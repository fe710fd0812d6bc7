//! Implementation of the `sprout build` command.

use std::time::Instant;

use anyhow::Result;
use clap::Args;
use tracing::info;

use sprout_lib::build::{RealiseMode, build};

use crate::command::{Command, InstallablesArgs, PackageSearch};
use crate::output::{format_duration, print_info, print_json};

#[derive(Args)]
pub struct BuildCommand {
  #[command(flatten)]
  args: InstallablesArgs,

  /// Show what would be built without building anything
  #[arg(long, conflicts_with = "no_build")]
  dry_run: bool,

  /// Fail if an output is missing instead of building it
  #[arg(long)]
  no_build: bool,

  /// Print the realised derivations and outputs as JSON
  #[arg(long)]
  json: bool,
}

impl BuildCommand {
  fn mode(&self) -> RealiseMode {
    if self.dry_run {
      RealiseMode::DryRun
    } else if self.no_build {
      RealiseMode::NoBuild
    } else {
      RealiseMode::Build
    }
  }
}

impl Command for BuildCommand {
  fn run(&mut self) -> Result<()> {
    let start = Instant::now();
    let installables = self.args.installables(&PackageSearch)?;
    let store = self.args.source.eval.get_store()?;
    let mode = self.mode();

    let buildables = build(store.as_ref(), mode, &installables)?;
    info!(count = buildables.len(), elapsed = %format_duration(start.elapsed()), "realised installables");

    if self.json {
      return print_json(&buildables);
    }
    if mode == RealiseMode::DryRun {
      print_info("Dry run - nothing was built");
    }
    for buildable in &buildables {
      for path in buildable.outputs.values() {
        println!("{path}");
      }
    }
    Ok(())
  }
}
//! Dependency-ordered, parallel execution of derivation builds.
//!
//! Derivations form a DAG through their input derivations. The DAG is split
//! into waves: every derivation in a wave depends only on derivations from
//! earlier waves, so a wave's builds run concurrently.

use std::collections::{BTreeMap, HashMap, HashSet};
use std::path::{Path, PathBuf};
use std::sync::Arc;

use petgraph::Direction;
use petgraph::algo::toposort;
use petgraph::graph::{DiGraph, NodeIndex};
use tokio::sync::Semaphore;
use tokio::task::JoinSet;
use tracing::{debug, error, info};

use super::builder::{BuilderError, run_builder};
use super::{Derivation, StoreError, StorePath};

/// Derivations to build and the edges between them.
#[derive(Default)]
pub struct BuildGraph {
  graph: DiGraph<StorePath, ()>,
  nodes: HashMap<StorePath, NodeIndex>,
}

impl BuildGraph {
  pub fn new() -> Self {
    Self::default()
  }

  pub fn add(&mut self, drv_path: &StorePath) -> NodeIndex {
    if let Some(&idx) = self.nodes.get(drv_path) {
      return idx;
    }
    let idx = self.graph.add_node(drv_path.clone());
    self.nodes.insert(drv_path.clone(), idx);
    idx
  }

  /// Record that `dependent` needs `dependency` built first.
  pub fn add_dependency(&mut self, dependency: &StorePath, dependent: &StorePath) {
    let from = self.add(dependency);
    let to = self.add(dependent);
    self.graph.update_edge(from, to, ());
  }

  pub fn contains(&self, drv_path: &StorePath) -> bool {
    self.nodes.contains_key(drv_path)
  }

  pub fn len(&self) -> usize {
    self.nodes.len()
  }

  pub fn is_empty(&self) -> bool {
    self.nodes.is_empty()
  }

  /// Group derivations into waves of mutually independent builds.
  pub fn waves(&self) -> Result<Vec<Vec<StorePath>>, StoreError> {
    toposort(&self.graph, None).map_err(|_| StoreError::CycleDetected)?;

    let mut in_degree: HashMap<NodeIndex, usize> = self
      .graph
      .node_indices()
      .map(|idx| (idx, self.graph.neighbors_directed(idx, Direction::Incoming).count()))
      .collect();
    let mut remaining: HashSet<NodeIndex> = self.graph.node_indices().collect();
    let mut waves = Vec::new();

    while !remaining.is_empty() {
      let ready: Vec<NodeIndex> = remaining.iter().filter(|idx| in_degree[idx] == 0).copied().collect();
      if ready.is_empty() {
        return Err(StoreError::CycleDetected);
      }

      for idx in &ready {
        remaining.remove(idx);
        for dependent in self.graph.neighbors_directed(*idx, Direction::Outgoing) {
          if let Some(deg) = in_degree.get_mut(&dependent) {
            *deg = deg.saturating_sub(1);
          }
        }
      }

      let mut wave: Vec<StorePath> = ready.into_iter().map(|idx| self.graph[idx].clone()).collect();
      wave.sort();
      waves.push(wave);
    }

    Ok(waves)
  }
}

/// Build every derivation in `graph`, wave by wave.
///
/// `on_built` runs for each successful build before the next wave starts. The
/// first failure stops scheduling once its wave has finished.
pub async fn execute(
  graph: &BuildGraph,
  derivations: &BTreeMap<StorePath, Derivation>,
  tmp_root: &Path,
  max_jobs: usize,
  mut on_built: impl FnMut(&StorePath, &Derivation) -> Result<(), StoreError>,
) -> Result<(), StoreError> {
  let waves = graph.waves()?;
  info!(derivations = graph.len(), waves = waves.len(), "building derivations");

  let semaphore = Arc::new(Semaphore::new(max_jobs.max(1)));

  for (wave_idx, wave) in waves.iter().enumerate() {
    debug!(wave = wave_idx, builds = wave.len(), "executing wave");

    let mut join_set = JoinSet::new();
    for drv_path in wave {
      let drv = derivations
        .get(drv_path)
        .cloned()
        .ok_or_else(|| StoreError::DerivationNotFound(drv_path.clone()))?;
      let drv_path = drv_path.clone();
      let tmp_root: PathBuf = tmp_root.to_path_buf();
      let semaphore = semaphore.clone();

      join_set.spawn(async move {
        let _permit = semaphore.acquire_owned().await;
        let result = build_one(&drv, &tmp_root).await;
        (drv_path, result)
      });
    }

    let mut failures = Vec::new();
    while let Some(joined) = join_set.join_next().await {
      match joined {
        Ok((drv_path, Ok(()))) => {
          info!(drv = %drv_path, "build succeeded");
          if let Some(drv) = derivations.get(&drv_path) {
            on_built(&drv_path, drv)?;
          }
        }
        Ok((drv_path, Err(e))) => {
          error!(drv = %drv_path, error = %e, "build failed");
          failures.push((drv_path, e.to_string()));
        }
        Err(e) => {
          error!(error = %e, "build task panicked");
          return Err(StoreError::Runtime(std::io::Error::other(e)));
        }
      }
    }

    failures.sort();
    if let Some((drv_path, message)) = failures.into_iter().next() {
      return Err(StoreError::BuildFailed { drv_path, message });
    }
  }

  Ok(())
}

async fn build_one(drv: &Derivation, tmp_root: &Path) -> Result<(), BuilderError> {
  tokio::fs::create_dir_all(tmp_root).await?;
  let build_dir = tempfile::Builder::new()
    .prefix(&format!("build-{}-", drv.name))
    .tempdir_in(tmp_root)?;
  run_builder(drv, build_dir.path()).await
}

^^^^^^^^^^^^^^^^

__YOUR OBJECTIVE__:
In the entries above, find the line holding "mutually independent builds." and the line holding "let semaphore = semaphore.clone();", then retype exactly those two lines and every line between them, and nothing else.

__ANSWER BELOW__:
  /// Group derivations into waves of mutually independent builds.
  pub fn waves(&self) -> Result<Vec<Vec<StorePath>>, StoreError> {
    toposort(&self.graph, None).map_err(|_| StoreError::CycleDetected)?;

    let mut in_degree: HashMap<NodeIndex, usize> = self
      .graph
      .node_indices()
      .map(|idx| (idx, self.graph.neighbors_directed(idx, Direction::Incoming).count()))
      .collect();
    let mut remaining: HashSet<NodeIndex> = self.graph.node_indices().collect();
    let mut waves = Vec::new();

    while !remaining.is_empty() {
      let ready: Vec<NodeIndex> = remaining.iter().filter(|idx| in_degree[idx] == 0).copied().collect();
      if ready.is_empty() {
        return Err(StoreError::CycleDetected);
      }

      for idx in &ready {
        remaining.remove(idx);
        for dependent in self.graph.neighbors_directed(*idx, Direction::Outgoing) {
          if let Some(deg) = in_degree.get_mut(&dependent) {
            *deg = deg.saturating_sub(1);
          }
        }
      }

      let mut wave: Vec<StorePath> = ready.into_iter().map(|idx| self.graph[idx].clone()).collect();
      wave.sort();
      waves.push(wave);
    }

    Ok(waves)
  }
}

/// Build every derivation in `graph`, wave by wave.
///
/// `on_built` runs for each successful build before the next wave starts. The
/// first failure stops scheduling once its wave has finished.
pub async fn execute(
  graph: &BuildGraph,
  derivations: &BTreeMap<StorePath, Derivation>,
  tmp_root: &Path,
  max_jobs: usize,
  mut on_built: impl FnMut(&StorePath, &Derivation) -> Result<(), StoreError>,
) -> Result<(), StoreError> {
  let waves = graph.waves()?;
  info!(derivations = graph.len(), waves = waves.len(), "building derivations");

  let semaphore = Arc::new(Semaphore::new(max_jobs.max(1)));

  for (wave_idx, wave) in waves.iter().enumerate() {
    debug!(wave = wave_idx, builds = wave.len(), "executing wave");

    let mut join_set = JoinSet::new();
    for drv_path in wave {
      let drv = derivations
        .get(drv_path)
        .cloned()
        .ok_or_else(|| StoreError::DerivationNotFound(drv_path.clone()))?;
      let drv_path = drv_path.clone();
      let tmp_root: PathBuf = tmp_root.to_path_buf();
      let semaphore = semaphore.clone();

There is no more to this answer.